The Financial Conduct Authority (FCA) has warned Carillion and certain of its previous executive directors that it intends to take action over their conduct at the outsourcing company, which collapsed in January 2018
The regulator has issued a warning notice outlining a number of areas in which the FCA says Carillion breached its provisions over the period 1 July 2016 to 10 July 2017.
These include disseminating information that gave false or misleading signals as to the value of its share in circumstances where it ought to have known that the information was false or misleading, and failing to take reasonable care to ensure that its announcement were not misleading, false or deceptive and did not omit anything likely to affect the import of information.

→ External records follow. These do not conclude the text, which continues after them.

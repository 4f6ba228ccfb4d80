//! Error types for the microws agent

use microws_net::TransportError;
use microws_proto::{status, Exception, Status};
use thiserror::Error;

/// Main error type for agent operations
#[derive(Debug, Error)]
pub enum AgentError {
    /// The registry has no entry for a namespace
    #[error("Cannot find the namespace '{namespace}'")]
    NotFound {
        /// Namespace that was looked up
        namespace: String,
    },

    /// The registry channel is down
    #[error("Registry {registry} is unavailable")]
    DirectoryUnavailable {
        /// Registry host the agent is configured with
        registry: String,
    },

    /// A call failed, locally or on the remote side
    #[error("Call failed: {0}")]
    Call(#[from] Exception),

    /// Transport errors
    #[error("Transport error: {0}")]
    Transport(#[from] TransportError),

    /// Invalid or missing configuration
    #[error("Configuration error: {0}")]
    Config(String),

    /// A service asked the container for something nobody provided
    #[error("Missing dependency: {0}")]
    MissingDependency(&'static str),

    /// Serialization errors
    #[error("Serialization error: {0}")]
    Serialization(#[from] serde_json::Error),

    /// I/O errors
    #[error("I/O error: {0}")]
    Io(#[from] std::io::Error),
}

impl AgentError {
    /// Status code this error travels with when returned from a procedure
    pub fn status(&self) -> Status {
        match self {
            Self::NotFound { .. } => Status::from(status::NOT_FOUND),
            Self::DirectoryUnavailable { .. } => Status::from(status::DIRECTORY_UNAVAILABLE),
            Self::Call(exception) => exception.status.clone(),
            Self::Transport(TransportError::Closed) => Status::from(status::ABORT),
            Self::Serialization(_) => Status::from(status::BAD_REQUEST),
            _ => Status::from(status::INTERNAL),
        }
    }
}

impl From<AgentError> for Exception {
    fn from(err: AgentError) -> Self {
        match err {
            AgentError::Call(exception) => exception,
            AgentError::Transport(e) => Exception::from(e),
            other => Exception::new(other.status(), other.to_string()),
        }
    }
}

#[cfg(test)]
mod tests {
    use super::*;

    #[test]
    fn test_status_mapping() {
        let not_found = AgentError::NotFound {
            namespace: "a".to_string(),
        };
        assert_eq!(not_found.status(), Status::from(404));
        assert_eq!(not_found.to_string(), "Cannot find the namespace 'a'");

        let unavailable = AgentError::DirectoryUnavailable {
            registry: "127.0.0.1:8427".to_string(),
        };
        assert_eq!(unavailable.status(), Status::from(414));

        let config = AgentError::Config("missing namespace".to_string());
        assert_eq!(config.status(), Status::from(500));
    }

    #[test]
    fn test_call_exception_passes_through() {
        let remote = Exception::new(418, "teapot");
        let err = AgentError::from(remote.clone());

        assert_eq!(err.status(), Status::from(418));
        assert_eq!(Exception::from(err), remote);
    }

    #[test]
    fn test_into_exception() {
        let exception = Exception::from(AgentError::NotFound {
            namespace: "billing".to_string(),
        });

        assert_eq!(exception.status, Status::from(404));
        assert!(exception.message.contains("billing"));
    }
}
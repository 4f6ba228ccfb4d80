//! Listener, channel table and outbound dialing
//!
//! A [`Fabric`] keeps at most one indexed channel per peer identity. Inbound
//! connections announce their identity in the upgrade path
//! (`/<host>/<port>`), so a peer that dials us can later be reached through
//! the same socket. Outbound dials are single-flight: concurrent
//! [`Fabric::acquire`] calls for one host share a single handshake.

use crate::{Channel, Direction, Procedure, RouteTable, TransportError};
use microws_proto::codec::MAX_FRAME_SIZE;
use microws_proto::FrameCodec;
use std::collections::HashMap;
use std::net::SocketAddr;
use std::sync::atomic::{AtomicBool, AtomicU64, Ordering};
use std::sync::{Arc, Weak};
use std::time::Duration;
use tokio::io::{AsyncRead, AsyncWrite};
use tokio::net::{TcpListener, TcpStream};
use tokio::sync::{oneshot, Mutex, RwLock};
use tokio::task::JoinHandle;
use tokio_tungstenite::tungstenite::handshake::server::{ErrorResponse, Request, Response};
use tokio_tungstenite::WebSocketStream;
use tracing::{debug, info, warn};

/// Fabric configuration
#[derive(Debug, Clone)]
pub struct FabricConfig {
    /// Interface the listener binds to
    pub listen_host: String,
    /// Host this node announces to peers it dials
    pub announce_host: String,
    /// Upper bound on one outbound dial including the handshake
    pub connect_timeout: Duration,
    /// Largest text or binary message accepted
    pub max_frame_size: usize,
}

impl Default for FabricConfig {
    fn default() -> Self {
        Self {
            listen_host: "0.0.0.0".to_string(),
            announce_host: "127.0.0.1".to_string(),
            connect_timeout: Duration::from_secs(10),
            max_frame_size: MAX_FRAME_SIZE,
        }
    }
}
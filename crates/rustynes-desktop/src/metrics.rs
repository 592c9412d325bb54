//! Performance metrics tracking and overlay UI.
//!
//! Provides FPS monitoring, frame timing, and performance overlay
//! that can be toggled with F3 key.

use std::collections::VecDeque;
use std::time::Instant;

use iced::widget::{column, container, text};
use iced::{Color, Element, Length};

use crate::message::Message;

/// Performance metrics tracker
#[derive(Debug)]
pub struct PerformanceMetrics {
    /// Frames per second
    fps: f32,

    /// Frame time in milliseconds
    frame_time_ms: f32,

    /// Input latency in milliseconds (estimated)
    input_latency_ms: f32,

    /// Run-ahead overhead in microseconds
    runahead_overhead_us: u64,

    /// Audio buffer fill percentage (0.0-1.0)
    audio_buffer_fill: f32,

    /// Frame timing history (last 60 frames)
    frame_times: VecDeque<f32>,

    /// Last frame timestamp
    last_frame: Instant,
}

impl Default for PerformanceMetrics {
    fn default() -> Self {
        Self {
            fps: 60.0,
            frame_time_ms: 16.67,
            input_latency_ms: 33.33, // Default: 2 frames without run-ahead
            runahead_overhead_us: 0,
            audio_buffer_fill: 0.5,
            frame_times: VecDeque::with_capacity(60),
            last_frame: Instant::now(),
        }
    }
}

impl PerformanceMetrics {
    /// Update metrics with new frame
    pub fn update_frame(&mut self, runahead_enabled: bool, runahead_overhead_us: u64) {
        let now = Instant::now();
        let frame_time = now.duration_since(self.last_frame).as_secs_f32() * 1000.0;
        self.last_frame = now;

        // Update frame time history
        self.frame_times.push_back(frame_time);
        if self.frame_times.len() > 60 {
            self.frame_times.pop_front();
        }

        // Calculate average frame time
        let avg_frame_time: f32 =
            self.frame_times.iter().sum::<f32>() / self.frame_times.len() as f32;
        self.frame_time_ms = avg_frame_time;

        // Calculate FPS
        #[allow(clippy::float_cmp)]
        if avg_frame_time != 0.0 {
            self.fps = 1000.0 / avg_frame_time;
        }

        // Update input latency based on run-ahead state
        self.input_latency_ms = if runahead_enabled {
            16.67 // 1 frame with run-ahead
        } else {
            33.33 // 2 frames without run-ahead
        };

        // Update run-ahead overhead
        self.runahead_overhead_us = runahead_overhead_us;
    }

    /// Update audio buffer fill percentage
    pub fn update_audio_buffer(&mut self, fill: f32) {
        self.audio_buffer_fill = fill.clamp(0.0, 1.0);
    }

    /// Get FPS
    #[allow(dead_code)] // Available for future use
    pub fn fps(&self) -> f32 {
        self.fps
    }

    /// Get frame time in milliseconds
    #[allow(dead_code)] // Available for future use
    pub fn frame_time_ms(&self) -> f32 {
        self.frame_time_ms
    }

    /// Get input latency in milliseconds
    #[allow(dead_code)] // Available for future use
    pub fn input_latency_ms(&self) -> f32 {
        self.input_latency_ms
    }

    /// Get run-ahead overhead in microseconds
    #[allow(dead_code)] // Available for future use
    pub fn runahead_overhead_us(&self) -> u64 {
        self.runahead_overhead_us
    }

    /// Get audio buffer fill percentage
    #[allow(dead_code)] // Available for future use
    pub fn audio_buffer_fill(&self) -> f32 {
        self.audio_buffer_fill
    }

    /// Render metrics overlay
    pub fn view(&self, visible: bool) -> Element<'_, Message> {
        if !visible {
            return iced::widget::Space::new(Length::Shrink, Length::Shrink).into();
        }

        // Color code FPS based on performance
        let fps_color = if self.fps >= 58.0 {
            Color::from_rgb(0.0, 1.0, 0.0) // Green: good
        } else if self.fps >= 50.0 {
            Color::from_rgb(1.0, 1.0, 0.0) // Yellow: acceptable
        } else {
            Color::from_rgb(1.0, 0.0, 0.0) // Red: poor
        };

        container(
            column![
                text(format!("FPS: {:.1}", self.fps))
                    .size(14)
                    .color(fps_color),
                text(format!("Frame: {:.2}ms", self.frame_time_ms)).size(14),
                text(format!("Latency: {:.2}ms", self.input_latency_ms)).size(14),
                text(format!("Run-Ahead: {}\u{b5}s", self.runahead_overhead_us)).size(14),
                text(format!(
                    "Audio Buffer: {:.0}%",
                    self.audio_buffer_fill * 100.0
                ))
                .size(14),
                text("F3: Toggle Overlay")
                    .size(12)
                    .color(Color::from_rgb(0.6, 0.6, 0.6)),
            ]
            .spacing(4)
            .padding(8),
        )
        .style(|_theme: &iced::Theme| iced::widget::container::Style {
            background: Some(iced::Background::Color(Color::from_rgba(
                0.0, 0.0, 0.0, 0.7,
            ))),
            border: iced::Border {
                color: Color::from_rgb(0.3, 0.3, 0.3),
                width: 1.0,
                radius: 4.0.into(),
            },
            ..Default::default()
        })
        .into()
    }
}
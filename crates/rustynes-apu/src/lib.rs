//! NES APU (Audio Processing Unit) Emulation.
//!
//! This crate provides a cycle-accurate implementation of the NES 2A03 APU,
//! which generates all audio for the NES. The APU contains five channels:
//!
//! - **Pulse 1 & 2**: Square wave generators with variable duty cycle
//! - **Triangle**: Triangle wave generator (fixed volume)
//! - **Noise**: Pseudo-random noise generator
//! - **DMC**: Delta modulation channel for sample playback
//!
//! # Architecture
//!
//! The APU runs at half the CPU clock rate. Each channel has its own
//! timer, and most have envelope and length counter units for volume
//! and duration control.
//!
//! The frame counter provides timing signals for envelope, length counter,
//! and sweep updates at specific cycle intervals.
//!
//! # Example
//!
//! ```no_run
//! use rustynes_apu::Apu;
//!
//! let mut apu = Apu::new();
//!
//! // Enable pulse channel 1
//! apu.write(0x4015, 0x01);
//!
//! // Configure pulse 1: 50% duty, constant volume 15
//! apu.write(0x4000, 0xBF);
//! apu.write(0x4002, 0xFD); // Timer low
//! apu.write(0x4003, 0x00); // Timer high + length counter
//!
//! // Clock the APU
//! for _ in 0..29780 {
//!     apu.clock();
//!     let sample = apu.output(); // 0.0 to 1.0
//! }
//! ```
//!
//! # no_std Support
//!
//! This crate supports `no_std` environments with the `alloc` crate.
//! Enable the `std` feature (enabled by default) for standard library support.

#![cfg_attr(not(feature = "std"), no_std)]

#[cfg(not(feature = "std"))]
extern crate alloc;

mod apu;
mod dmc;
mod envelope;
mod frame_counter;
mod length_counter;
mod noise;
mod pulse;
#[cfg(feature = "std")]
pub mod resampler;
mod sweep;
mod timer;
mod triangle;

pub use apu::Apu;
pub use dmc::Dmc;
pub use envelope::Envelope;
pub use frame_counter::{FrameCounter, FrameCounterMode, FrameEvent};
pub use length_counter::LengthCounter;
pub use noise::Noise;
pub use pulse::Pulse;
#[cfg(feature = "std")]
pub use resampler::{FilterChain, HighQualityResampler, LinearResampler, Resampler};
pub use sweep::{PulseChannel, Sweep};
pub use timer::Timer;
pub use triangle::Triangle;

/// NTSC CPU clock rate in Hz.
pub const CPU_CLOCK_NTSC: u32 = 1_789_773;

/// PAL CPU clock rate in Hz.
pub const CPU_CLOCK_PAL: u32 = 1_662_607;

/// NTSC APU sample rate (before resampling).
/// This is the CPU clock rate since we sample every CPU cycle.
pub const APU_SAMPLE_RATE_NTSC: u32 = CPU_CLOCK_NTSC;

/// Cycles per frame (NTSC).
pub const CYCLES_PER_FRAME_NTSC: u32 = 29780;

/// Cycles per frame (PAL).
pub const CYCLES_PER_FRAME_PAL: u32 = 33247;
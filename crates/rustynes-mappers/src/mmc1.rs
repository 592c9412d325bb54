//! MMC1 Mapper (Mapper 1).
//!
//! One of the most common NES mappers, used by games like The Legend of Zelda,
//! Metroid, and Final Fantasy. Features:
//!
//! - Serial shift register for configuration writes
//! - PRG-ROM banking: 16KB or 32KB modes
//! - CHR-ROM/RAM banking: 4KB or 8KB modes
//! - Mirroring control (H/V/single-screen)
//! - 8KB PRG-RAM at $6000-$7FFF (often battery-backed)
//!
//! Register layout (written via serial shift register):
//! - $8000-$9FFF: Control register
//! - $A000-$BFFF: CHR bank 0
//! - $C000-$DFFF: CHR bank 1
//! - $E000-$FFFF: PRG bank

use crate::mapper::{Mapper, Mirroring};
use crate::rom::Rom;

#[cfg(not(feature = "std"))]
use alloc::{boxed::Box, vec::Vec};

#[cfg(feature = "serde")]
use serde::{Deserialize, Serialize};

/// PRG-ROM banking mode.
#[derive(Debug, Clone, Copy, PartialEq, Eq, Default)]
#[cfg_attr(feature = "serde", derive(Serialize, Deserialize))]
enum PrgMode {
    /// Switch 32KB at $8000, ignore low bit of bank number.
    Switch32K,
    /// Fix first bank at $8000, switch 16KB at $C000.
    FixFirst,
    /// Fix last bank at $C000, switch 16KB at $8000.
    #[default]
    FixLast,
}

/// CHR banking mode.
#[derive(Debug, Clone, Copy, PartialEq, Eq, Default)]
#[cfg_attr(feature = "serde", derive(Serialize, Deserialize))]
enum ChrMode {
    /// Switch 8KB at a time.
    #[default]
    Switch8K,
    /// Switch two separate 4KB banks.
    Switch4K,
}

/// MMC1 mapper implementation.
#[derive(Debug, Clone)]
#[cfg_attr(feature = "serde", derive(Serialize, Deserialize))]
pub struct Mmc1 {
    /// PRG-ROM data.
    prg_rom: Vec<u8>,
    /// CHR-ROM/RAM data.
    chr: Vec<u8>,
    /// PRG-RAM data (8KB).
    prg_ram: Vec<u8>,
    /// Whether CHR is RAM (writable).
    chr_is_ram: bool,
    /// Number of PRG-ROM banks (16KB each).
    prg_banks: usize,

    // Shift register
    /// Shift register value.
    shift_reg: u8,
    /// Number of bits written to shift register.
    shift_count: u8,

    // Control register ($8000-$9FFF)
    /// Nametable mirroring mode.
    mirroring: Mirroring,
    /// PRG banking mode.
    prg_mode: PrgMode,
    /// CHR banking mode.
    chr_mode: ChrMode,

    // Bank registers
    /// CHR bank 0 (or 8KB bank in 8K mode).
    chr_bank_0: u8,
    /// CHR bank 1 (4K mode only).
    chr_bank_1: u8,
    /// PRG bank.
    prg_bank: u8,
    /// PRG-RAM enable (active low on bit 4 of PRG bank register).
    prg_ram_enabled: bool,

    /// Has battery-backed RAM.
    has_battery: bool,
}

impl Mmc1 {
    /// Create a new MMC1 mapper from ROM data.
    #[must_use]
    pub fn new(rom: &Rom) -> Self {
        let prg_banks = rom.prg_rom.len() / 16384;
        let chr_is_ram = rom.chr_rom.is_empty();
        let chr = if chr_is_ram {
            vec![0u8; 8192]
        } else {
            rom.chr_rom.clone()
        };

        Self {
            prg_rom: rom.prg_rom.clone(),
            chr,
            prg_ram: vec![0u8; 8192],
            chr_is_ram,
            prg_banks,
            shift_reg: 0,
            shift_count: 0,
            mirroring: rom.header.mirroring,
            prg_mode: PrgMode::FixLast,
            chr_mode: ChrMode::Switch8K,
            chr_bank_0: 0,
            chr_bank_1: 0,
            prg_bank: 0,
            prg_ram_enabled: true,
            has_battery: rom.header.has_battery,
        }
    }

    /// Write to the shift register.
    fn write_shift(&mut self, addr: u16, val: u8) {
        // Bit 7 set = reset shift register
        if val & 0x80 != 0 {
            self.shift_reg = 0;
            self.shift_count = 0;
            // Reset also sets PRG mode to 3 (fix last bank)
            self.prg_mode = PrgMode::FixLast;
            return;
        }

        // Shift in bit 0 of value
        self.shift_reg |= (val & 1) << self.shift_count;
        self.shift_count += 1;

        // After 5 writes, commit to the appropriate register
        if self.shift_count == 5 {
            let register = (addr >> 13) & 0x03;
            match register {
                0 => self.write_control(self.shift_reg),
                1 => self.chr_bank_0 = self.shift_reg,
                2 => self.chr_bank_1 = self.shift_reg,
                3 => self.write_prg_bank(self.shift_reg),
                _ => unreachable!(),
            }
            self.shift_reg = 0;
            self.shift_count = 0;
        }
    }

    /// Write control register.
    fn write_control(&mut self, val: u8) {
        // Bits 0-1: Mirroring
        self.mirroring = match val & 0x03 {
            0 => Mirroring::SingleScreenLower,
            1 => Mirroring::SingleScreenUpper,
            2 => Mirroring::Vertical,
            3 => Mirroring::Horizontal,
            _ => unreachable!(),
        };

        // Bits 2-3: PRG mode
        self.prg_mode = match (val >> 2) & 0x03 {
            0 | 1 => PrgMode::Switch32K,
            2 => PrgMode::FixFirst,
            3 => PrgMode::FixLast,
            _ => unreachable!(),
        };

        // Bit 4: CHR mode
        self.chr_mode = if val & 0x10 != 0 {
            ChrMode::Switch4K
        } else {
            ChrMode::Switch8K
        };
    }

    /// Write PRG bank register.
    fn write_prg_bank(&mut self, val: u8) {
        self.prg_bank = val & 0x0F;
        self.prg_ram_enabled = val & 0x10 == 0;
    }

    /// Get the PRG-ROM address for a CPU address.
    fn prg_addr(&self, addr: u16) -> usize {
        let bank = match self.prg_mode {
            PrgMode::Switch32K => {
                // 32KB mode: ignore low bit of bank number
                let base = (self.prg_bank & 0x0E) as usize;
                if addr < 0xC000 { base } else { base + 1 }
            }
            PrgMode::FixFirst => {
                if addr < 0xC000 {
                    0 // Fixed first bank
                } else {
                    (self.prg_bank & 0x0F) as usize
                }
            }
            PrgMode::FixLast => {
                if addr < 0xC000 {
                    (self.prg_bank & 0x0F) as usize
                } else {
                    self.prg_banks.saturating_sub(1) // Fixed last bank
                }
            }
        };

        let bank = bank % self.prg_banks.max(1);
        let offset = (addr & 0x3FFF) as usize;
        bank * 16384 + offset
    }

    /// Get the CHR address for a PPU address.
    fn chr_addr(&self, addr: u16) -> usize {
        let chr_banks = (self.chr.len() / 4096).max(1);

        match self.chr_mode {
            ChrMode::Switch8K => {
                // 8KB mode: use chr_bank_0, ignore low bit
                let bank = (self.chr_bank_0 & 0x1E) as usize;
                let offset = (addr & 0x1FFF) as usize;
                (bank * 4096 + offset) % self.chr.len().max(1)
            }
            ChrMode::Switch4K => {
                let (bank, offset) = if addr < 0x1000 {
                    (self.chr_bank_0 as usize, (addr & 0x0FFF) as usize)
                } else {
                    (self.chr_bank_1 as usize, (addr & 0x0FFF) as usize)
                };
                let bank = bank % chr_banks;
                bank * 4096 + offset
            }
        }
    }
}

impl Mapper for Mmc1 {
    fn read_prg(&self, addr: u16) -> u8 {
        match addr {
            0x6000..=0x7FFF => {
                if self.prg_ram_enabled {
                    let offset = (addr - 0x6000) as usize;
                    self.prg_ram.get(offset).copied().unwrap_or(0)
                } else {
                    0 // Open bus when disabled
                }
            }
            0x8000..=0xFFFF => {
                let offset = self.prg_addr(addr);
                self.prg_rom.get(offset).copied().unwrap_or(0)
            }
            _ => 0,
        }
    }

    fn write_prg(&mut self, addr: u16, val: u8) {
        match addr {
            0x6000..=0x7FFF => {
                if self.prg_ram_enabled {
                    let offset = (addr - 0x6000) as usize;
                    if let Some(byte) = self.prg_ram.get_mut(offset) {
                        *byte = val;
                    }
                }
            }
            0x8000..=0xFFFF => {
                self.write_shift(addr, val);
            }
            _ => {}
        }
    }

    fn read_chr(&self, addr: u16) -> u8 {
        let offset = self.chr_addr(addr);
        self.chr.get(offset).copied().unwrap_or(0)
    }

    fn write_chr(&mut self, addr: u16, val: u8) {
        if self.chr_is_ram {
            let offset = self.chr_addr(addr);
            if let Some(byte) = self.chr.get_mut(offset) {
                *byte = val;
            }
        }
    }

    fn mirroring(&self) -> Mirroring {
        self.mirroring
    }

    fn mapper_number(&self) -> u16 {
        1
    }

    fn mapper_name(&self) -> &'static str {
        "MMC1"
    }

    fn has_battery(&self) -> bool {
        self.has_battery
    }

    fn battery_ram(&self) -> Option<&[u8]> {
        if self.has_battery {
            Some(&self.prg_ram)
        } else {
            None
        }
    }

    fn set_battery_ram(&mut self, data: &[u8]) {
        let len = data.len().min(self.prg_ram.len());
        self.prg_ram[..len].copy_from_slice(&data[..len]);
    }

    fn reset(&mut self) {
        self.shift_reg = 0;
        self.shift_count = 0;
        self.prg_mode = PrgMode::FixLast;
    }
}
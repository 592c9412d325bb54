//! Performance Benchmarks for RustyNES Emulator
//!
//! This benchmark suite measures the performance of key emulation components:
//! - CPU instruction execution
//! - PPU frame rendering
//! - Full console frame stepping
//! - ROM loading and initialization

#![allow(missing_docs)]

use criterion::{BenchmarkId, Criterion, Throughput, black_box, criterion_group, criterion_main};
use rustynes_core::Console;
use std::fs;
use std::path::PathBuf;
use std::time::Duration;

/// Get the workspace root directory.
fn workspace_root() -> PathBuf {
    PathBuf::from(env!("CARGO_MANIFEST_DIR"))
        .parent()
        .unwrap()
        .parent()
        .unwrap()
        .to_path_buf()
}

/// Load a test ROM if available.
fn load_test_rom(name: &str) -> Option<Vec<u8>> {
    let root = workspace_root();
    let path = root.join("test-roms").join(name);
    if path.exists() {
        fs::read(&path).ok()
    } else {
        None
    }
}

/// Create a minimal valid NES ROM for benchmarking.
fn create_minimal_rom() -> Vec<u8> {
    let mut rom = vec![0u8; 16 + 32768 + 8192]; // Header + 32KB PRG + 8KB CHR

    // iNES header
    rom[0] = 0x4E; // 'N'
    rom[1] = 0x45; // 'E'
    rom[2] = 0x53; // 'S'
    rom[3] = 0x1A; // EOF
    rom[4] = 2; // 32KB PRG-ROM (2 x 16KB)
    rom[5] = 1; // 8KB CHR-ROM
    rom[6] = 0x01; // Mapper 0, vertical mirroring

    // Reset vector at $FFFC-$FFFD points to $8000
    rom[16 + 0x7FFC] = 0x00; // Low byte
    rom[16 + 0x7FFD] = 0x80; // High byte

    // Simple program at $8000: infinite loop (JMP $8000)
    rom[16] = 0x4C; // JMP absolute
    rom[17] = 0x00; // Low byte
    rom[18] = 0x80; // High byte

    rom
}

/// Benchmark CPU instruction execution speed.
fn bench_cpu_instructions(c: &mut Criterion) {
    let rom_data = create_minimal_rom();
    let mut console = Console::new(&rom_data).expect("Failed to create console");
    console.power_on();

    let mut group = c.benchmark_group("cpu");
    group.throughput(Throughput::Elements(1));
    group.measurement_time(Duration::from_secs(5));

    // Benchmark single instruction steps
    group.bench_function("single_instruction", |b| {
        b.iter(|| {
            black_box(console.step());
        });
    });

    // Benchmark 1000 instructions
    group.bench_function("1000_instructions", |b| {
        b.iter(|| {
            for _ in 0..1000 {
                black_box(console.step());
            }
        });
    });

    group.finish();
}

/// Benchmark PPU frame rendering.
fn bench_ppu_frames(c: &mut Criterion) {
    let rom_data = create_minimal_rom();
    let mut console = Console::new(&rom_data).expect("Failed to create console");
    console.power_on();

    let mut group = c.benchmark_group("ppu");
    group.throughput(Throughput::Elements(1));
    group.measurement_time(Duration::from_secs(10));

    // Benchmark running to next frame
    group.bench_function("single_frame", |b| {
        b.iter(|| {
            console.step_frame();
            black_box(console.framebuffer());
        });
    });

    group.finish();
}

/// Benchmark full console operation with real ROMs.
fn bench_real_rom_execution(c: &mut Criterion) {
    // Try to load a real test ROM
    let rom_data = load_test_rom("cpu/nestest.nes").unwrap_or_else(create_minimal_rom);

    let mut console = Console::new(&rom_data).expect("Failed to create console");
    console.power_on();

    let mut group = c.benchmark_group("console");
    group.throughput(Throughput::Elements(1));
    group.measurement_time(Duration::from_secs(10));

    // Benchmark frame execution
    group.bench_function("nestest_frame", |b| {
        b.iter(|| {
            console.step_frame();
            black_box(console.framebuffer());
        });
    });

    // Benchmark 60 frames (1 second of emulation)
    group.bench_function("60_frames", |b| {
        b.iter(|| {
            for _ in 0..60 {
                console.step_frame();
            }
            black_box(console.framebuffer());
        });
    });

    group.finish();
}

/// Benchmark ROM loading and initialization.
fn bench_rom_loading(c: &mut Criterion) {
    let rom_data = create_minimal_rom();

    let mut group = c.benchmark_group("initialization");
    group.throughput(Throughput::Elements(1));
    group.measurement_time(Duration::from_secs(5));

    // Benchmark console creation
    group.bench_function("console_new", |b| {
        b.iter(|| {
            let console = Console::new(black_box(&rom_data)).expect("Failed to create console");
            black_box(console);
        });
    });

    // Benchmark power-on sequence
    group.bench_function("power_on", |b| {
        let mut console = Console::new(&rom_data).expect("Failed to create console");
        b.iter(|| {
            console.power_on();
            black_box(console.total_cycles());
        });
    });

    // Benchmark reset
    group.bench_function("reset", |b| {
        let mut console = Console::new(&rom_data).expect("Failed to create console");
        console.power_on();
        b.iter(|| {
            console.reset();
            black_box(console.total_cycles());
        });
    });

    group.finish();
}

/// Benchmark with different ROM sizes.
fn bench_mapper_variations(c: &mut Criterion) {
    let mut group = c.benchmark_group("mappers");
    group.measurement_time(Duration::from_secs(5));

    // Test with minimal ROM (NROM)
    let rom_data = create_minimal_rom();
    let mut console = Console::new(&rom_data).expect("Failed to create console");
    console.power_on();

    group.bench_with_input(BenchmarkId::new("frame", "NROM"), &(), |b, ()| {
        b.iter(|| {
            console.step_frame();
            black_box(console.framebuffer());
        });
    });

    // Try different test ROMs if available
    if let Some(rom_data) = load_test_rom("mappers/mapper_holymapperel_1_P128K.nes") {
        if let Ok(mut console) = Console::new(&rom_data) {
            console.power_on();
            group.bench_with_input(BenchmarkId::new("frame", "MMC1"), &(), |b, ()| {
                b.iter(|| {
                    console.step_frame();
                    black_box(console.framebuffer());
                });
            });
        }
    }

    if let Some(rom_data) = load_test_rom("mappers/mapper_holymapperel_4_P128K.nes") {
        if let Ok(mut console) = Console::new(&rom_data) {
            console.power_on();
            group.bench_with_input(BenchmarkId::new("frame", "MMC3"), &(), |b, ()| {
                b.iter(|| {
                    console.step_frame();
                    black_box(console.framebuffer());
                });
            });
        }
    }

    group.finish();
}

/// Benchmark memory access patterns.
fn bench_memory_access(c: &mut Criterion) {
    let rom_data = create_minimal_rom();
    let mut console = Console::new(&rom_data).expect("Failed to create console");
    console.power_on();

    let mut group = c.benchmark_group("memory");
    group.throughput(Throughput::Bytes(1));
    group.measurement_time(Duration::from_secs(5));

    // Benchmark memory peek
    group.bench_function("peek_ram", |b| {
        b.iter(|| {
            black_box(console.peek_memory(black_box(0x0000)));
        });
    });

    group.bench_function("peek_prg", |b| {
        b.iter(|| {
            black_box(console.peek_memory(black_box(0x8000)));
        });
    });

    // Benchmark sequential memory reads
    group.bench_function("peek_sequential_256", |b| {
        b.iter(|| {
            for addr in 0..256u16 {
                black_box(console.peek_memory(addr));
            }
        });
    });

    group.finish();
}

criterion_group!(
    benches,
    bench_cpu_instructions,
    bench_ppu_frames,
    bench_real_rom_execution,
    bench_rom_loading,
    bench_mapper_variations,
    bench_memory_access,
);
criterion_main!(benches);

The FCA said it also considered Carillion had failed to take reasonable steps to establish and maintain adequate procedures, systems and controls to enable it to comply with its obligations under the listing rules, and had failed to act with integrity towards its holders and potential holders of its premium listed shares.
According to the warning notice, the FCA considers that the relevant executive directors, whom it does not name, were knowingly concerned in these breaches.
The FCA highlights specific issues of concern where it maintains that Carillion and the relevant executive directors acted recklessly.
These relate to Carillion’s announcements on 7 December 2016, 1 March 2017 and 2 May 2017 which the FCA said were misleading and did not accurately or fully disclose the company’s true financial performance.
They made misleadingly positive statements about Carillion’s financial performance generally and in relation to its UK construction business in particular which did not reflect significant deteriorations in the expected financial performance of that business and the increasing financial risks associated with it.
The FCA said Carillion’s systems, procedures and controls were not sufficiently robust to ensure that contract accounting judgments made it in its UK construction business were appropriately made, recorded and reported internally to the board and the audit committee.
The regular stated that the relevant executive directors were each aware of the deteriorating expected financial performance within the UK construction business and associated risks. They failed to ensure that those company announcements for which they were responsible accurately and fully reflected these matters.
The FCA also stated that despite their awareness of these deteriorations and increasing risks, the relevant executive directors failed to make the board and audit committee aware of them, resulting in a lack of proper oversight.
A warning notice is not the final decision of the FCA, as the company and individuals have the right to make representations to its regulatory decisions committee.
The FCA has indicated that it is proposing a public censure in relation to Carillion, rather than a financial penalty.
The liquidation of Carillion put dozens of government infrastructure projects at risk, including construction work on several hospitals, and results in thousands of job losses. A the National Audit Office (NAO) report estimated its collapse cost UK taxpayers £148m.
Savage criticism from a joint work and pensions and BEIS select committee on the failure of the Big Four auditors and the regulators to highlight potential problems in the run up to Carillion’s failure, coupled with the public outcry at the collapse of a major government supplier, ratcheted up calls for reform of the audit market and its regulation.
In February 2018 the Financial Reporting Council (FRC) announced a probe into KPMG’s auditing of Carillion for the years ended 31 December 2014, 2015 and 2016 and additional audit work carried out during 2017.
It said at the time that the Carillion investigation covered all four audit years and encompasses numerous significant audit areas, including the accounting for construction and services contracts, pensions liabilities, goodwill and going concern
At the end of August this year the FRC delivered its initial report, which was passed to KPMG for its response prior to the regulator’s final decision on whether or not to pursue enforcement proceedings.